Detailed immunophenotyping of B-cell precursors in regenerating bone marrow of acute lymphoblastic leukaemia patients: implications for minimal residual disease detection

Abstract

Flow cytometric detection of minimal residual disease (MRD) in children with B-cell precursor acute lymphoblastic leukaemia (BCP-ALL) requires immunophenotypic discrimination between residual leukaemic cells and B-cell precursors (BCPs) which regenerate during therapy intervals. In this study, EuroFlow-based 8-colour flow cytometry and innovative analysis tools were used to first characterize the immunophenotypic maturation of normal BCPs in bone marrow (BM) from healthy children, resulting in a continuous multiparametric pathway including transition stages. This pathway was subsequently used as a reference to characterize the immunophenotypic maturation of regenerating BCPs in BM from children treated for BCP-ALL. We identified pre-B-I cells that expressed low or dim CD34 levels, in contrast to the classical CD34high pre-B-I cell immunophenotype. These CD34−dim pre-B-I cells were relatively abundant in regenerating BM (11–85% within pre-B-I subset), while hardly present in healthy control BM (9–13% within pre-B-I subset; P = 0·0037).
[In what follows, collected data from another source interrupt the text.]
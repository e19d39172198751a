// Copyright (c) 2025 Ronan LE MEILLAT, SCTG Development
// This file is part of the rust-sensorlink project and is licensed under the
// SCTG Development Non-Commercial License v1.0 (see LICENSE.md for details).

//! Polling loop and subscriber events
//!
//! The poller issues a full-table batched read once per interval and
//! delivers each snapshot to a single subscriber through a bounded channel.
//! Delivery is decoupled from any UI toolkit: the subscriber is whoever
//! holds the [`SensorEvent`] receiver.
//!
//! Failure policy: starting the poller requires a successful initial
//! connect; after that, a poll round that yields no data disconnects the
//! client, waits the configured reconnect delay, and attempts exactly one
//! reconnect. If that fails the client stays disconnected until the next
//! tick, which retries the connect before polling. Polling itself is never
//! cancelled by a failed round.

use chrono::{DateTime, Utc};
use log::{debug, info, warn};
use std::collections::BTreeMap;
use std::sync::{
    atomic::{AtomicBool, Ordering},
    Arc,
};
use std::time::Duration;
use tokio::sync::{mpsc, Mutex};
use tokio::task::JoinHandle;
use tokio::time::{interval, sleep, timeout, MissedTickBehavior};

use crate::config::PollingConfig;
use crate::registers::register_ids;

use super::{ClientError, SensorClient};

/// Capacity of the subscriber event channel.
const EVENT_CHANNEL_CAPACITY: usize = 32;

/// One delivered batch of register values.
#[derive(Debug, Clone, PartialEq)]
pub struct RegisterSnapshot {
    /// Register id to most recent value, one entry per known register.
    pub values: BTreeMap<String, f64>,
    /// When the poll response was received.
    pub received_at: DateTime<Utc>,
}

/// Events delivered to the poller's subscriber.
///
/// Connection-status changes and received data are the only externally
/// observable signals; raw transport errors are additionally surfaced as
/// [`SensorEvent::Error`] so an embedding UI can choose to display them.
#[derive(Debug, Clone, PartialEq)]
pub enum SensorEvent {
    /// One successful poll cycle's values.
    DataReceived(RegisterSnapshot),
    /// The client connected (`true`) or lost its connection (`false`).
    ConnectionChanged(bool),
    /// A transport or protocol failure, already handled by the poller.
    Error(String),
}

/// Interval-driven polling client.
///
/// Owns the [`SensorClient`] behind an async mutex so one-shot operations
/// (e.g. a write from a settings screen) can share the connection with the
/// running poll loop; the mutex serializes them with poll cycles.
pub struct SensorPoller {
    config: PollingConfig,
    client: Arc<Mutex<SensorClient>>,
    running: Arc<AtomicBool>,
    handle: Option<JoinHandle<()>>,
}

impl SensorPoller {
    pub fn new(config: PollingConfig) -> Self {
        let client = SensorClient::new(config.clone());
        Self {
            config,
            client: Arc::new(Mutex::new(client)),
            running: Arc::new(AtomicBool::new(false)),
            handle: None,
        }
    }

    /// Shared handle to the underlying client, for one-shot operations.
    pub fn client(&self) -> Arc<Mutex<SensorClient>> {
        self.client.clone()
    }

    /// True while the poll loop is active.
    pub fn is_polling(&self) -> bool {
        self.running.load(Ordering::SeqCst)
    }

    /// Connect and start the poll loop, handing back the subscriber's
    /// event receiver.
    ///
    /// Connects first if needed; when that initial connect fails the error
    /// is returned and polling does not start. Once started, rounds that
    /// fail later degrade to one reconnect attempt per tick, so a simulator
    /// that goes away and comes back is picked up without intervention.
    pub async fn start_polling(&mut self) -> Result<mpsc::Receiver<SensorEvent>, ClientError> {
        if let Some(stale) = self.handle.take() {
            warn!("Poller restarted while already running");
            stale.abort();
        }

        self.client.lock().await.connect().await?;

        let (tx, rx) = mpsc::channel(EVENT_CHANNEL_CAPACITY);
        // The channel is empty, the subscriber learns the link is up first
        let _ = tx.try_send(SensorEvent::ConnectionChanged(true));
        self.running.store(true, Ordering::SeqCst);

        let client = self.client.clone();
        let running = self.running.clone();
        let config = self.config.clone();
        self.handle = Some(tokio::spawn(async move {
            poll_loop(client, config, running, tx).await;
        }));

        info!(
            "Started polling with interval {} ms",
            self.config.poll_interval_ms
        );
        Ok(rx)
    }

    /// Halt the interval loop. Does not disconnect; the connection stays
    /// available for one-shot operations through [`Self::client`].
    pub async fn stop_polling(&mut self) {
        self.running.store(false, Ordering::SeqCst);
        if let Some(handle) = self.handle.take() {
            // The loop notices the flag at its next tick; don't wait longer
            // than one interval for it.
            let grace = self.config.poll_interval() + Duration::from_millis(100);
            if timeout(grace, handle).await.is_err() {
                warn!("Poll loop did not stop in time");
            }
        }
        info!("Stopped polling");
    }

    /// Stop polling and close the connection.
    pub async fn disconnect(&mut self) {
        self.stop_polling().await;
        self.client.lock().await.disconnect();
    }
}

async fn poll_loop(
    client: Arc<Mutex<SensorClient>>,
    config: PollingConfig,
    running: Arc<AtomicBool>,
    tx: mpsc::Sender<SensorEvent>,
) {
    let ids = register_ids();
    let mut ticker = interval(config.poll_interval());
    // A missed tick (slow subscriber, long timeout) must not cause a burst
    ticker.set_missed_tick_behavior(MissedTickBehavior::Delay);

    while running.load(Ordering::SeqCst) {
        ticker.tick().await;
        if !running.load(Ordering::SeqCst) {
            break;
        }
        poll_once(&client, &ids, &config, &tx).await;
    }

    debug!("Poll loop exited");
}

/// One poll cycle: (re)connect if needed, batch-read the full table,
/// deliver, and on failure run the disconnect/delay/single-reconnect policy.
///
/// The client mutex is released before the reconnect delay so one-shot
/// operations through [`SensorPoller::client`] never stall behind a failed
/// round.
async fn poll_once(
    client: &Arc<Mutex<SensorClient>>,
    ids: &[String],
    config: &PollingConfig,
    tx: &mpsc::Sender<SensorEvent>,
) {
    let failure = {
        let mut client = client.lock().await;

        if !client.is_connected() {
            match client.connect().await {
                Ok(()) => dispatch(tx, config, SensorEvent::ConnectionChanged(true)).await,
                Err(e) => {
                    debug!("Connect attempt failed: {}", e);
                    dispatch(tx, config, SensorEvent::Error(format!("Connection failed: {}", e)))
                        .await;
                    return;
                }
            }
        }

        match client.read_multiple(ids).await {
            Ok(values) if !values.is_empty() => {
                let snapshot = RegisterSnapshot {
                    values,
                    received_at: Utc::now(),
                };
                dispatch(tx, config, SensorEvent::DataReceived(snapshot)).await;
                return;
            }
            Ok(_) => {
                client.disconnect();
                None
            }
            Err(e) => {
                // Transport errors already disconnected the client inside
                // send_request; server-side errors leave it connected
                client.disconnect();
                Some(e)
            }
        }
    };

    if let Some(e) = failure {
        dispatch(tx, config, SensorEvent::Error(e.to_string())).await;
    }
    warn!("Polling failed, attempting to reconnect");
    dispatch(tx, config, SensorEvent::ConnectionChanged(false)).await;

    // Brief delay, then a single reconnect attempt; if it fails the next
    // tick retries. No lock is held while waiting.
    sleep(config.reconnect_delay()).await;
    match client.lock().await.connect().await {
        Ok(()) => dispatch(tx, config, SensorEvent::ConnectionChanged(true)).await,
        Err(e) => {
            dispatch(
                tx,
                config,
                SensorEvent::Error(format!("Reconnect failed: {}", e)),
            )
            .await
        }
    }
}

/// Hand one event to the subscriber, bounded by the dispatch timeout.
///
/// The subscriber must never be able to wedge the poll loop: if the channel
/// stays full past the timeout the event is dropped with a warning, and a
/// closed channel (subscriber gone) is only logged.
async fn dispatch(tx: &mpsc::Sender<SensorEvent>, config: &PollingConfig, event: SensorEvent) {
    match timeout(config.dispatch_timeout(), tx.send(event)).await {
        Ok(Ok(())) => {}
        Ok(Err(_)) => debug!("Subscriber is gone, event discarded"),
        Err(_) => warn!("Subscriber backlogged, event dropped"),
    }
}
use std::path::PathBuf;
use std::time::Duration;

/// Result type for Jimeng node operations
pub type Result<T> = std::result::Result<T, JimengError>;

/// Error types for the Jimeng video pipeline
#[derive(thiserror::Error, Debug)]
pub enum JimengError {
    #[error("Cannot connect to API service: {url}")]
    Connectivity {
        url: String,
        #[source]
        source: reqwest::Error,
    },

    #[error("Session pool request rejected: {0}")]
    RemoteRejected(String),

    #[error("Session pool is empty, add a session first")]
    EmptyPool,

    #[error("API error {status}: {body}")]
    RemoteGeneration { status: u16, body: String },

    #[error("Video download failed: {0}")]
    Download(#[source] reqwest::Error),

    #[error("Failed to write video file {path}: {source}")]
    DownloadIo {
        path: PathBuf,
        #[source]
        source: std::io::Error,
    },

    #[error("{operation} timed out after {}s", .after.as_secs())]
    Timeout {
        operation: &'static str,
        after: Duration,
    },

    #[error("Invalid frame image: {0}")]
    InvalidFrame(String),

    #[error("Image encoding error: {0}")]
    Image(#[from] image::ImageError),

    #[error("Video probe failed: {0}")]
    Probe(String),

    #[error("Source video file is missing: {0}")]
    MissingVideo(String),

    #[error("Invalid API URL {url}: {source}")]
    InvalidUrl {
        url: String,
        #[source]
        source: url::ParseError,
    },

    #[error("HTTP error: {0}")]
    Http(#[from] reqwest::Error),

    #[error("JSON error: {0}")]
    Json(#[from] serde_json::Error),

    #[error("IO error: {0}")]
    Io(#[from] std::io::Error),

    #[error("Configuration error: {0}")]
    Config(String),
}

/// Coarse failure categories reported to the host.
#[derive(Debug, Clone, Copy, PartialEq, Eq)]
pub enum FailureKind {
    Timeout,
    Connection,
    Generic,
}

impl JimengError {
    /// Map a transport error from one pipeline step onto the error taxonomy.
    pub(crate) fn from_transport(
        err: reqwest::Error,
        operation: &'static str,
        url: &str,
        after: Duration,
    ) -> Self {
        if err.is_timeout() {
            JimengError::Timeout { operation, after }
        } else if err.is_connect() {
            JimengError::Connectivity {
                url: url.to_string(),
                source: err,
            }
        } else {
            JimengError::Http(err)
        }
    }

    pub fn failure_kind(&self) -> FailureKind {
        match self {
            JimengError::Timeout { .. } => FailureKind::Timeout,
            JimengError::Connectivity { .. } => FailureKind::Connection,
            JimengError::Download(e) | JimengError::Http(e) if e.is_timeout() => FailureKind::Timeout,
            JimengError::Download(e) | JimengError::Http(e) if e.is_connect() => FailureKind::Connection,
            _ => FailureKind::Generic,
        }
    }
}
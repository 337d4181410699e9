use serde::{Deserialize, Serialize};
use std::path::{Path, PathBuf};
use std::time::Duration;

use crate::error::{JimengError, Result};

/// Configuration for the Jimeng video node
#[derive(Debug, Clone, Serialize, Deserialize)]
#[serde(default)]
pub struct Config {
    /// Remote API settings
    pub api: ApiConfig,

    /// Output and storage settings
    pub output: OutputConfig,

    /// Logging settings
    pub logging: LoggingConfig,
}

#[derive(Debug, Clone, Serialize, Deserialize)]
#[serde(default)]
pub struct ApiConfig {
    /// Base URL used when a request does not carry its own
    pub base_url: String,

    /// Timeout for the session pool lookup (seconds)
    pub pool_timeout_seconds: u64,

    /// Timeout for the generation call (seconds)
    pub generation_timeout_seconds: u64,

    /// Timeout for the video download (seconds)
    pub download_timeout_seconds: u64,
}

#[derive(Debug, Clone, Serialize, Deserialize)]
#[serde(default)]
pub struct OutputConfig {
    /// Directory downloaded videos land in
    pub output_dir: PathBuf,

    /// Media type tag reported for the video output
    pub media_type: String,

    /// File name prefix for downloaded videos
    pub filename_prefix: String,

    /// Write buffer size for streamed downloads (bytes)
    pub chunk_size: usize,

    /// Remove a partially written file when a download fails
    pub cleanup_partial_downloads: bool,

    /// Directory for staged frame uploads (OS temp dir when unset)
    pub temp_dir: Option<PathBuf>,
}

#[derive(Debug, Clone, Serialize, Deserialize)]
#[serde(default)]
pub struct LoggingConfig {
    /// Log filter directive
    pub level: String,
}

impl ApiConfig {
    pub fn pool_timeout(&self) -> Duration {
        Duration::from_secs(self.pool_timeout_seconds)
    }

    pub fn generation_timeout(&self) -> Duration {
        Duration::from_secs(self.generation_timeout_seconds)
    }

    pub fn download_timeout(&self) -> Duration {
        Duration::from_secs(self.download_timeout_seconds)
    }
}

impl Config {
    /// Load configuration from the first config file found, else from the environment
    pub fn load() -> Result<Self> {
        let config_paths = [
            "jimeng-video.toml",
            "config/jimeng-video.toml",
            "~/.config/jimeng-video/config.toml",
            "/etc/jimeng-video/config.toml",
        ];

        for path in &config_paths {
            let path = expand_home(path);
            if let Ok(config_str) = std::fs::read_to_string(&path) {
                match toml::from_str::<Config>(&config_str) {
                    Ok(config) => {
                        tracing::info!("📄 Loaded configuration from: {}", path.display());
                        return Ok(config.with_env_overrides());
                    }
                    Err(e) => {
                        tracing::warn!("Failed to parse config file {}: {}", path.display(), e);
                    }
                }
            }
        }

        Ok(Self::from_env())
    }

    /// Load configuration from a specific file
    pub fn load_from(path: &Path) -> Result<Self> {
        let config_str = std::fs::read_to_string(path)?;
        let config: Config = toml::from_str(&config_str)
            .map_err(|e| JimengError::Config(format!("{}: {}", path.display(), e)))?;
        Ok(config.with_env_overrides())
    }

    /// Defaults overridden by environment variables
    pub fn from_env() -> Self {
        Self::default().with_env_overrides()
    }

    fn with_env_overrides(mut self) -> Self {
        if let Ok(api_url) = std::env::var("JIMENG_API_URL") {
            self.api.base_url = api_url;
        }

        if let Ok(timeout) = std::env::var("JIMENG_GENERATION_TIMEOUT") {
            match timeout.parse() {
                Ok(seconds) => self.api.generation_timeout_seconds = seconds,
                Err(_) => tracing::warn!("Ignoring invalid JIMENG_GENERATION_TIMEOUT: {}", timeout),
            }
        }

        if let Ok(output_dir) = std::env::var("JIMENG_OUTPUT_DIR") {
            self.output.output_dir = PathBuf::from(output_dir);
        }

        if let Ok(media_type) = std::env::var("JIMENG_MEDIA_TYPE") {
            self.output.media_type = media_type;
        }

        if let Ok(log_level) = std::env::var("JIMENG_LOG_LEVEL") {
            self.logging.level = log_level;
        }

        self
    }

    /// Save configuration to file
    pub fn save(&self, path: &Path) -> Result<()> {
        let config_str = toml::to_string_pretty(self)
            .map_err(|e| JimengError::Config(e.to_string()))?;
        std::fs::write(path, config_str)?;
        tracing::info!("💾 Configuration saved to: {}", path.display());
        Ok(())
    }

    /// Validate configuration
    pub fn validate(&self) -> Result<()> {
        url::Url::parse(&self.api.base_url).map_err(|source| JimengError::InvalidUrl {
            url: self.api.base_url.clone(),
            source,
        })?;

        if self.api.pool_timeout_seconds == 0
            || self.api.generation_timeout_seconds == 0
            || self.api.download_timeout_seconds == 0
        {
            return Err(JimengError::Config("timeouts must be greater than 0".to_string()));
        }

        if self.output.chunk_size == 0 {
            return Err(JimengError::Config("chunk_size must be greater than 0".to_string()));
        }

        if self.output.media_type.trim().is_empty() {
            return Err(JimengError::Config("media_type must not be empty".to_string()));
        }

        tracing::debug!("✅ Configuration validation passed");
        Ok(())
    }

    /// Get runtime configuration summary
    pub fn summary(&self) -> String {
        format!(
            "Jimeng Video Configuration:\n\
            - API: {}\n\
            - Timeouts: pool {}s, generation {}s, download {}s\n\
            - Output Directory: {}\n\
            - Media Type: {}",
            self.api.base_url,
            self.api.pool_timeout_seconds,
            self.api.generation_timeout_seconds,
            self.api.download_timeout_seconds,
            self.output.output_dir.display(),
            self.output.media_type,
        )
    }
}

fn expand_home(path: &str) -> PathBuf {
    match (path.strip_prefix("~/"), std::env::var_os("HOME")) {
        (Some(rest), Some(home)) => PathBuf::from(home).join(rest),
        _ => PathBuf::from(path),
    }
}

impl Default for ApiConfig {
    fn default() -> Self {
        Self {
            base_url: "http://localhost:5566".to_string(),
            pool_timeout_seconds: 10,
            generation_timeout_seconds: 900, // generation takes minutes
            download_timeout_seconds: 120,
        }
    }
}

impl Default for OutputConfig {
    fn default() -> Self {
        Self {
            output_dir: PathBuf::from("./output"),
            media_type: "VIDEO".to_string(),
            filename_prefix: "jimeng_video".to_string(),
            chunk_size: 8192,
            cleanup_partial_downloads: true,
            temp_dir: None,
        }
    }
}

impl Default for LoggingConfig {
    fn default() -> Self {
        Self {
            level: "jimeng_video_node=info,warn".to_string(),
        }
    }
}

impl Default for Config {
    fn default() -> Self {
        Self {
            api: ApiConfig::default(),
            output: OutputConfig::default(),
            logging: LoggingConfig::default(),
        }
    }
}

/// Configuration builder for programmatic config creation
pub struct ConfigBuilder {
    config: Config,
}

impl ConfigBuilder {
    pub fn new() -> Self {
        Self {
            config: Config::default(),
        }
    }

    pub fn with_api_url(mut self, url: impl Into<String>) -> Self {
        self.config.api.base_url = url.into();
        self
    }

    pub fn with_output_dir(mut self, dir: PathBuf) -> Self {
        self.config.output.output_dir = dir;
        self
    }

    pub fn with_media_type(mut self, media_type: impl Into<String>) -> Self {
        self.config.output.media_type = media_type.into();
        self
    }

    pub fn with_temp_dir(mut self, dir: PathBuf) -> Self {
        self.config.output.temp_dir = Some(dir);
        self
    }

    pub fn with_timeouts(mut self, pool: u64, generation: u64, download: u64) -> Self {
        self.config.api.pool_timeout_seconds = pool;
        self.config.api.generation_timeout_seconds = generation;
        self.config.api.download_timeout_seconds = download;
        self
    }

    pub fn cleanup_partial_downloads(mut self, enable: bool) -> Self {
        self.config.output.cleanup_partial_downloads = enable;
        self
    }

    pub fn build(self) -> Config {
        self.config
    }
}

impl Default for ConfigBuilder {
    fn default() -> Self {
        Self::new()
    }
}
Furthermore, we showed that some of the BCP-ALL diagnosis immunophenotypes (23%) overlapped with CD34−dim pre-B-I cells. Our results indicate that newly identified CD34−dim pre-B-I cells can be mistaken for residual BCP-ALL cells, potentially resulting in false-positive MRD outcomes. Therefore, regenerating BM, in which CD34−dim pre-B-I cells are relatively abundant, should be used as reference frame in flow cytometric MRD measurements.